Endlessly recyclable materials could fix our plastic waste crisis
Untold amounts of plastic waste is polluting our land and seas. Now, we’re using chemical tricks to design infinitely and easily recyclable materials
Technology
2 March 2022
One thing chemists do superbly is make bonds between atoms. We are now wading through the consequences of that success: plastic waste that ends up burned, landfilled or floating in the oceans. Plastics are polymers, long chains of molecules linked by strong chemical bonds. This is why they can be hard to degrade or recycle. Snipping apart those chemical bonds, to return to the small molecular building blocks, is often a tricky chemical problem.
There has been varying success in dealing with the main plastics we use. The low-hanging fruit is polyethylene terephthalate (PET), which is used to make plastic bottles. It can simply be shredded and remoulded into fresh bottles. No chemists need apply.
It is a different story with most other important plastics. Take polyvinyl chloride (PVC), which is ubiquitous in double-glazed windows and plenty besides. “PVC’s an absolute nightmare,” says chemist Anthony Ryan at the University of Sheffield, UK. There is no known way to recycle it, and even if you did, you would end up with vinyl chloride, a toxic compound that can increase the risk of cancer.

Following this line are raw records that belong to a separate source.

//! Runs one watch as a component of the sluice process.

use sluice_core::{Pipeline, PipelineContext};
use tracing::info;

use crate::config::{WatchConfig, WatchKey};
use crate::error::UploadError;
use crate::upload::Uploader;

/// A single upload pass over one watch directory.
pub struct WatchPipeline {
    key: WatchKey,
    config: WatchConfig,
    context: PipelineContext,
}

impl WatchPipeline {
    pub fn new(key: WatchKey, config: WatchConfig, context: PipelineContext) -> Self {
        Self {
            key,
            config,
            context,
        }
    }
}

impl Pipeline for WatchPipeline {
    type Key = WatchKey;
    type Error = UploadError;

    fn key(&self) -> &WatchKey {
        &self.key
    }

    async fn run(self) -> Result<(), UploadError> {
        let uploader = Uploader::from_config(self.key.clone(), &self.config).await?;

        match self
            .context
            .shutdown
            .run_until_cancelled(uploader.upload_existing_files())
            .await
        {
            Some(result) => {
                result?;
                Ok(())
            }
            None => {
                info!(target = %self.key, "Shutdown requested during upload");
                Ok(())
            }
        }
    }
}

One job for chemists, then, is to devise new reactions that can break plastics into molecules that can be reused. Susannah Scott at the University of California, Santa Barbara, has recently had success doing this with polyolefins, a class of plastic that includes polyethylene. She developed a technique that uses a catalyst to break down these plastics into smaller molecules without having to use bucketloads of heat. These smaller molecules could be used in detergents, paints or pharmaceuticals.

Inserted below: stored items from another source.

//! Uniform retry policy for orchestrated steps.
//!
//! Every step gets the same number of additional attempts and the same
//! delay between them. A step may declare some of its errors terminal, such
//! as a sensor running out of time, and those end it at once.

use std::fmt;
use std::future::Future;
use std::time::{Duration, Instant};

use tokio_util::sync::CancellationToken;
use tracing::{info, warn};

use crate::emit;
use crate::metrics::events::{StepCompleted, StepRetried, StepStatus};

/// How often, and how patiently, a failing step is retried.
#[derive(Debug, Clone, Copy, PartialEq, Eq)]
pub struct RetryPolicy {
    retries: u32,
    delay: Duration,
}

/// Error returned when a step did not succeed.
#[derive(Debug)]
pub enum StepError<E> {
    /// Shutdown was requested before the step could succeed.
    Cancelled,
    /// Every attempt failed; carries the last error.
    Failed { attempts: u32, source: E },
}

impl<E> StepError<E> {
    /// Check if this is a cancellation error.
    pub fn is_cancelled(&self) -> bool {
        matches!(self, Self::Cancelled)
    }

    /// The last error returned by the step, if it ran at all.
    pub fn into_source(self) -> Option<E> {
        match self {
            Self::Cancelled => None,
            Self::Failed { source, .. } => Some(source),
        }
    }
}

impl<E: fmt::Display> fmt::Display for StepError<E> {
    fn fmt(&self, f: &mut fmt::Formatter<'_>) -> fmt::Result {
        match self {
            Self::Cancelled => write!(f, "step cancelled"),
            Self::Failed { attempts, source } => {
                write!(f, "step failed after {attempts} attempt(s): {source}")
            }
        }
    }
}

impl<E> std::error::Error for StepError<E>
where
    E: std::error::Error + 'static,
{
    fn source(&self) -> Option<&(dyn std::error::Error + 'static)> {
        match self {
            Self::Failed { source, .. } => Some(source),
            Self::Cancelled => None,
        }
    }
}

impl RetryPolicy {
    pub fn new(retries: u32, delay: Duration) -> Self {
        Self { retries, delay }
    }

    /// A policy that runs each step exactly once.
    pub fn never() -> Self {
        Self::new(0, Duration::ZERO)
    }

    /// Total attempts, including the first.
    pub fn max_attempts(&self) -> u32 {
        self.retries.saturating_add(1)
    }

    pub fn delay(&self) -> Duration {
        self.delay
    }

    /// Run `attempt` until it succeeds, the attempts are used up, or shutdown
    /// is requested.
    ///
    /// `step` labels logs and metrics; `target` names the owning component.
    pub async fn run<T, E, F, Fut>(
        &self,
        step: &'static str,
        target: &str,
        shutdown: &CancellationToken,
        attempt: F,
    ) -> Result<T, StepError<E>>
    where
        E: fmt::Display,
        F: FnMut(u32) -> Fut,
        Fut: Future<Output = Result<T, E>>,
    {
        self.run_if(step, target, shutdown, |_| true, attempt).await
    }

    /// Like [`RetryPolicy::run`], but errors for which `retryable` returns
    /// false end the step after the attempt that produced them.
    ///
    /// A failure observed after shutdown was requested is reported as
    /// [`StepError::Cancelled`].
    pub async fn run_if<T, E, R, F, Fut>(
        &self,
        step: &'static str,
        target: &str,
        shutdown: &CancellationToken,
        retryable: R,
        mut attempt: F,
    ) -> Result<T, StepError<E>>
    where
        E: fmt::Display,
        R: Fn(&E) -> bool,
        F: FnMut(u32) -> Fut,
        Fut: Future<Output = Result<T, E>>,
    {
        let start = Instant::now();
        let max_attempts = self.max_attempts();
        let mut number = 1;

        let result = loop {
            if shutdown.is_cancelled() {
                break Err(StepError::Cancelled);
            }

            match attempt(number).await {
                Ok(value) => break Ok(value),
                Err(e) if shutdown.is_cancelled() => {
                    info!(target = %target, step, error = %e, "Step interrupted by shutdown");
                    break Err(StepError::Cancelled);
                }
                Err(source) if number >= max_attempts || !retryable(&source) => {
                    break Err(StepError::Failed {
                        attempts: number,
                        source,
                    });
                }
                Err(e) => {
                    warn!(
                        target = %target,
                        step,
                        attempt = number,
                        max_attempts,
                        error = %e,
                        "Step failed, retrying in {}s",
                        self.delay.as_secs()
                    );
                    emit!(StepRetried {
                        step,
                        target: target.to_string(),
                    });
                }
            }

            if shutdown
                .run_until_cancelled(tokio::time::sleep(self.delay))
                .await
                .is_none()
            {
                info!(target = %target, step, "Shutdown requested during retry delay");
                break Err(StepError::Cancelled);
            }
            number += 1;
        };

        let status = match &result {
            Ok(_) => StepStatus::Success,
            Err(StepError::Cancelled) => StepStatus::Cancelled,
            Err(StepError::Failed { .. }) => StepStatus::Failed,
        };
        emit!(StepCompleted {
            step,
            status,
            duration: start.elapsed(),
            target: target.to_string(),
        });

        result
    }
}

#[cfg(test)]
mod tests {
    use super::*;
    use std::sync::atomic::{AtomicU32, Ordering};

    #[test]
    fn test_max_attempts() {
        assert_eq!(RetryPolicy::new(0, Duration::ZERO).max_attempts(), 1);
        assert_eq!(RetryPolicy::new(1, Duration::ZERO).max_attempts(), 2);
        assert_eq!(RetryPolicy::new(u32::MAX, Duration::ZERO).max_attempts(), u32::MAX);
    }

    #[tokio::test]
    async fn test_succeeds_after_retry() {
        let policy = RetryPolicy::new(2, Duration::ZERO);
        let calls = AtomicU32::new(0);

        let result: Result<u32, StepError<String>> = policy
            .run("load", "test", &CancellationToken::new(), |n| {
                calls.fetch_add(1, Ordering::SeqCst);
                async move {
                    if n < 2 {
                        Err("transient".to_string())
                    } else {
                        Ok(n)
                    }
                }
            })
            .await;

        assert_eq!(result.unwrap(), 2);
        assert_eq!(calls.load(Ordering::SeqCst), 2);
    }

    #[tokio::test]
    async fn test_exhausts_attempts() {
        let policy = RetryPolicy::new(1, Duration::ZERO);
        let calls = AtomicU32::new(0);

        let result: Result<(), StepError<String>> = policy
            .run("load", "test", &CancellationToken::new(), |_| {
                calls.fetch_add(1, Ordering::SeqCst);
                async { Err("boom".to_string()) }
            })
            .await;

        match result {
            Err(StepError::Failed { attempts, source }) => {
                assert_eq!(attempts, 2);
                assert_eq!(source, "boom");
            }
            other => panic!("Expected Failed, got {other:?}"),
        }
        assert_eq!(calls.load(Ordering::SeqCst), 2);
    }

    #[tokio::test]
    async fn test_cancelled_before_first_attempt() {
        let shutdown = CancellationToken::new();
        shutdown.cancel();

        let result: Result<(), StepError<String>> = RetryPolicy::never()
            .run("load", "test", &shutdown, |_| async { Ok(()) })
            .await;

        assert!(result.unwrap_err().is_cancelled());
    }

    #[tokio::test]
    async fn test_cancelled_during_delay() {
        let shutdown = CancellationToken::new();
        let policy = RetryPolicy::new(5, Duration::from_secs(60));
        let trigger = shutdown.clone();
        tokio::spawn(async move {
            tokio::time::sleep(Duration::from_millis(50)).await;
            trigger.cancel();
        });

        let result: Result<(), StepError<String>> = tokio::time::timeout(
            Duration::from_secs(5),
            policy.run("load", "test", &shutdown, |_| async { Err("boom".to_string()) }),
        )
        .await
        .expect("cancellation should cut the delay short");

        assert!(result.unwrap_err().is_cancelled());
    }

    #[tokio::test]
    async fn test_failure_after_shutdown_is_cancellation() {
        let shutdown = CancellationToken::new();
        let trigger = shutdown.clone();
        let calls = AtomicU32::new(0);

        let result: Result<(), StepError<String>> = RetryPolicy::new(3, Duration::ZERO)
            .run("wait_for_file", "test", &shutdown, |_| {
                calls.fetch_add(1, Ordering::SeqCst);
                trigger.cancel();
                async { Err("stopped waiting".to_string()) }
            })
            .await;

        assert!(result.unwrap_err().is_cancelled());
        assert_eq!(calls.load(Ordering::SeqCst), 1);
    }

    #[tokio::test]
    async fn test_non_retryable_error_ends_step() {
        let policy = RetryPolicy::new(3, Duration::ZERO);
        let calls = AtomicU32::new(0);

        let result: Result<(), StepError<String>> = policy
            .run_if(
                "wait_for_file",
                "test",
                &CancellationToken::new(),
                |e: &String| e != "timeout",
                |_| {
                    calls.fetch_add(1, Ordering::SeqCst);
                    async { Err("timeout".to_string()) }
                },
            )
            .await;

        match result {
            Err(StepError::Failed { attempts, .. }) => assert_eq!(attempts, 1),
            other => panic!("Expected Failed, got {other:?}"),
        }
        assert_eq!(calls.load(Ordering::SeqCst), 1);
    }

    #[test]
    fn test_step_error_display() {
        let err: StepError<String> = StepError::Failed {
            attempts: 2,
            source: "boom".to_string(),
        };
        assert_eq!(err.to_string(), "step failed after 2 attempt(s): boom");
        assert_eq!(StepError::<String>::Cancelled.to_string(), "step cancelled");
    }
}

We also need to design new plastics and plan from the start what will happen to them after they come to the end of their life. Chemists are starting to invent plastics that can be recycled infinitely or that break down into materials that nourish the soil.

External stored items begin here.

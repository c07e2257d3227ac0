//! Signal handling for graceful shutdown.

use tracing::{info, warn};

/// Wait for a shutdown signal (SIGINT, SIGTERM, or SIGQUIT on Unix).
///
/// Falls back to Ctrl-C alone if the Unix handlers cannot be installed.
#[cfg(unix)]
pub async fn shutdown_signal() {
    use tokio::signal::unix::{SignalKind, signal};

    let handlers = (
        signal(SignalKind::interrupt()),
        signal(SignalKind::terminate()),
        signal(SignalKind::quit()),
    );

    let (mut sigint, mut sigterm, mut sigquit) = match handlers {
        (Ok(int), Ok(term), Ok(quit)) => (int, term, quit),
        _ => {
            warn!("Failed to install Unix signal handlers, listening for Ctrl-C only");
            return ctrl_c().await;
        }
    };

    tokio::select! {
        _ = sigint.recv() => {
            info!(message = "Signal received.", signal = "SIGINT");
        }
        _ = sigterm.recv() => {
            info!(message = "Signal received.", signal = "SIGTERM");
        }
        _ = sigquit.recv() => {
            info!(message = "Signal received.", signal = "SIGQUIT");
        }
    }
}

/// Wait for Ctrl-C.
#[cfg(not(unix))]
pub async fn shutdown_signal() {
    ctrl_c().await
}

async fn ctrl_c() {
    match tokio::signal::ctrl_c().await {
        Ok(()) => info!(message = "Signal received.", signal = "CTRL_C"),
        Err(e) => {
            warn!(error = %e, "Failed to listen for Ctrl-C, shutdown only on completion");
            std::future::pending::<()>().await;
        }
    }
}

#[cfg(test)]
mod tests {
    use std::time::Duration;
    use tokio_util::sync::CancellationToken;

    #[tokio::test]
    async fn test_cancellation_propagates_through_clones() {
        let original = CancellationToken::new();
        let clone1 = original.clone();
        let clone2 = clone1.clone();

        assert!(!clone2.is_cancelled());
        original.cancel();
        assert!(clone1.is_cancelled());
        assert!(clone2.is_cancelled());
    }

    #[tokio::test]
    async fn test_shutdown_cancellation_is_immediate() {
        let shutdown = CancellationToken::new();
        let shutdown_clone = shutdown.clone();

        let handle = tokio::spawn(async move {
            tokio::select! {
                _ = shutdown_clone.cancelled() => "cancelled",
                _ = tokio::time::sleep(Duration::from_secs(10)) => "timeout",
            }
        });

        shutdown.cancel();

        let result = tokio::time::timeout(Duration::from_millis(100), handle)
            .await
            .expect("task should complete quickly")
            .expect("task should not panic");

        assert_eq!(result, "cancelled");
    }
}
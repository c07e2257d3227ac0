//! Spillway CLI: runs each configured workflow once, concurrently, and exits.

use std::process::ExitCode;

use sluice_core::Application;
use spillway::SpillwayConfig;

fn main() -> ExitCode {
    Application::<SpillwayConfig>::run()
}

One example is the plastic devised by Ting Xu at the University of California, Berkeley. Xu added tiny enzyme-containing capsules to the plastic. The material can be processed, heated and stretched into useful objects. But when its life is over, all you need do is soak the stuff in lukewarm water for a week or so. This releases the enzymes, which digest the plastic into small molecules. We will need plenty of new materials like this if we truly want to eliminate the scourge of plastic waste.